A number of studies evaluating the ability of amylin-based treatment to improve outcomes in animal models of AD do not report body weight or glycemic outcomes in the treatment versus control groups, which could be helpful in disentangling these issues. One animal study in which SAMP8 mice were given chronic pramlintide treatment showed that pramlintide-mediated improvements in cognition and reductions in expression of inflammatory markers such as cyclooxygenase 2 (COX-2) in the hippocampus were accompanied by weight loss (Adler et al., 2014). Importantly though, this does not disentangle whether the weight loss was in any way causal to the improvements in AD-related pathophysiology. Other studies using chronic amylin-based treatments have reported body weight matching of experimental groups (Zhu et al., 2015; Zhu et al., 2017b), but presumably this was done before amylin or pramlintide treatment, and final body weights at the time of testing are not typically reported. Additionally, amylin-mediated changes in glycemic control are rarely reported in this literature, yet this represents a key factor that may impact AD symptoms. Despite these limitations, it is important to reiterate that the available data clearly demonstrate the ability of acute amylin to induce beneficial effects relevant to AD, such as the induction of Aβ efflux from the CNS after amylin treatment (Mohamed et al., 2017; Zhu et al., 2015). This underscores the notion that, although chronic amylin administration may influence other variables related to AD, it also likely has direct effects on AD pathophysiology that cannot be attributed to long-term changes in glycemic control or body weight.

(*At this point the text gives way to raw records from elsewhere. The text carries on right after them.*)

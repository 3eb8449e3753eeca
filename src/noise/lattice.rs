//! Multi-octave interpolated lattice noise.

use std::f64::consts::PI;

use super::seed_table::SeedTable;
use crate::terrain::NormalizedConfig;

/// Shift applied to the Y lattice index when flattening into the table.
pub const Y_WRAP_BITS: u32 = 4;
/// Table distance between vertically adjacent lattice points.
pub const Y_WRAP: i64 = 1 << Y_WRAP_BITS;
/// Amplitude multiplier applied after every octave.
pub const AMPLITUDE_FALLOFF: f64 = 0.5;
/// Amplitude of the first octave.
pub const BASE_AMPLITUDE: f64 = 0.5;

/// A scalar height field sampled on the integer grid.
///
/// Implementations must be pure: the same arguments always produce the same
/// value, which lets the generator evaluate cells in any order and on any
/// thread.
pub trait NoiseField: Send + Sync {
    /// Samples the field at lattice coordinate `(x, y)` for a map of
    /// `width` x `height` cells.
    ///
    /// Returns a value roughly in `[0, 1]`; callers must not rely on exact
    /// bounds.
    fn evaluate(&self, x: i64, y: i64, width: u32, height: u32) -> f64;

    /// Returns the name of this field for logging.
    fn name(&self) -> &'static str {
        "NoiseField"
    }
}

/// Raised-cosine easing with zero slope at both ends.
#[inline]
pub fn ease(t: f64) -> f64 {
    0.5 * (1.0 - (t * PI).cos())
}

/// Samples octave lattice noise at continuous lattice coordinates.
///
/// Returns the raw octave sum. With weights in `[0, 1]` the result stays
/// below `1 - 0.5^octaves`; zero octaves yield `0.0`.
pub fn lattice_noise(table: &SeedTable, octaves: u32, x: f64, y: f64) -> f64 {
    let x_floor = x.floor();
    let y_floor = y.floor();
    let mut xi = x_floor as i64;
    let mut yi = y_floor as i64;
    let mut xf = x - x_floor;
    let mut yf = y - y_floor;

    let mut sum = 0.0;
    let mut amplitude = BASE_AMPLITUDE;

    for _ in 0..octaves {
        let offset = xi.wrapping_add(yi.wrapping_shl(Y_WRAP_BITS));

        let rx = ease(xf);
        let ry = ease(yf);

        let mut n1 = table.at(offset);
        n1 += rx * (table.at(offset.wrapping_add(1)) - n1);
        let mut n2 = table.at(offset.wrapping_add(Y_WRAP));
        n2 += rx * (table.at(offset.wrapping_add(Y_WRAP + 1)) - n2);
        n1 += ry * (n2 - n1);

        sum += n1 * amplitude;
        amplitude *= AMPLITUDE_FALLOFF;

        xi = xi.wrapping_shl(1);
        xf *= 2.0;
        yi = yi.wrapping_shl(1);
        yf *= 2.0;

        // Carry the doubled fraction so the next octave stays lattice aligned.
        if xf >= 1.0 {
            xi = xi.wrapping_add(1);
            xf -= 1.0;
        }
        if yf >= 1.0 {
            yi = yi.wrapping_add(1);
            yf -= 1.0;
        }
    }

    sum
}

/// Classic octave lattice noise over a [`SeedTable`].
#[derive(Debug, Clone)]
pub struct LatticeNoise {
    table: SeedTable,
    octaves: u32,
    lattice_frequency: u32,
}

impl LatticeNoise {
    pub fn new(table: SeedTable, octaves: u32, lattice_frequency: u32) -> Self {
        Self {
            table,
            octaves,
            lattice_frequency,
        }
    }

    /// Builds an evaluator using the octave count and frequency of `config`.
    pub fn from_config(table: SeedTable, config: &NormalizedConfig) -> Self {
        Self::new(table, config.octave_count, config.lattice_frequency)
    }

    pub fn table(&self) -> &SeedTable {
        &self.table
    }

    pub fn octaves(&self) -> u32 {
        self.octaves
    }

    pub fn lattice_frequency(&self) -> u32 {
        self.lattice_frequency
    }

    /// Samples at continuous lattice coordinates.
    pub fn sample(&self, x: f64, y: f64) -> f64 {
        lattice_noise(&self.table, self.octaves, x, y)
    }
}

impl NoiseField for LatticeNoise {
    fn evaluate(&self, x: i64, y: i64, width: u32, height: u32) -> f64 {
        if width == 0 || height == 0 {
            return 0.0;
        }
        let frequency = self.lattice_frequency as f64;
        let cx = x as f64 / width as f64 * frequency;
        let cy = y as f64 / height as f64 * frequency;
        self.sample(cx, cy)
    }

    fn name(&self) -> &'static str {
        "LatticeNoise"
    }
}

4. Unresolved issues in understanding amylin’s role in AD
The data described in Section 3 present conflicting views of the role of amylin in AD and its possible contribution to the progression of the disease. Some data point to endogenous amylin as potentially problematic or detrimental in AD, but other findings indicate that exogenous amylin and amylin analogs may be therapeutically useful. There are several unresolved issues that may help us to gain a better understanding of the effects of amylin in AD. These include [1] complexities of the amylin receptor system and amylin signaling in general; [2] changes in the amylin system during healthy aging and during AD; and [3] how the pathophysiological profile of AD changes as the disease progresses. In this section, these areas of research are discussed in the context of what is known and what might be gained from further scientific investigation.
4.1 Amylin and its receptor: a complex system
As described in Section 3.3, administration of amylin receptor agonists (amylin, pramlintide) can attenuate symptoms of AD in animal models. However, a recent study suggests that treatment with an amylin receptor antagonist can also improve AD symptoms. Jhamandas’s group showed that central infusion of the amylin receptor antagonist AC253, or peripheral administration of cyclic AC253 (a modified form of AC253 with better CNS penetrance), improved performance on the Morris water maze in TgCRND8 mice (Soudy et al., 2017). This result is consistent with in vitro studies suggesting that amylin receptor antagonists block the toxic effects of amylin and Aβ (Fu et al., 2012; Jhamandas et al., 2011; Jhamandas and Mactavish, 2012), but also raises the question of how both agonists and antagonists of the amylin receptor can have beneficial effects on AD symptoms in animal models. This may relate to the complexities of amylin signaling, dosing of amylin receptor ligands, and the receptors to which amylin binds.
As described in Section 2.1, there are 6 possible amylin receptors that can be formed from the various combinations of CTRs and RAMPs. Amylin and amylin receptor agonists can bind to any of these receptors and engage downstream signaling events, but typically, research on amylin signaling in AD focuses on only one or a subset of the different amylin receptor subtypes. For example, Soudy et al. report that the amylin receptor antagonist cyclic AC253 is expected to potently inhibit AMY3A based on in vitro data, but its effects on other amylin receptors are not reported (Soudy et al., 2017). It has also been shown that AC253 may act as a partial agonist at the amylin receptor (Zhu et al., 2017b). Although this is untested for cyclic AC253, this could represent another mechanism by which amylin receptor activation could be differentially impacted by various ligands and perhaps provide some resolution to these discrepancies in the literature.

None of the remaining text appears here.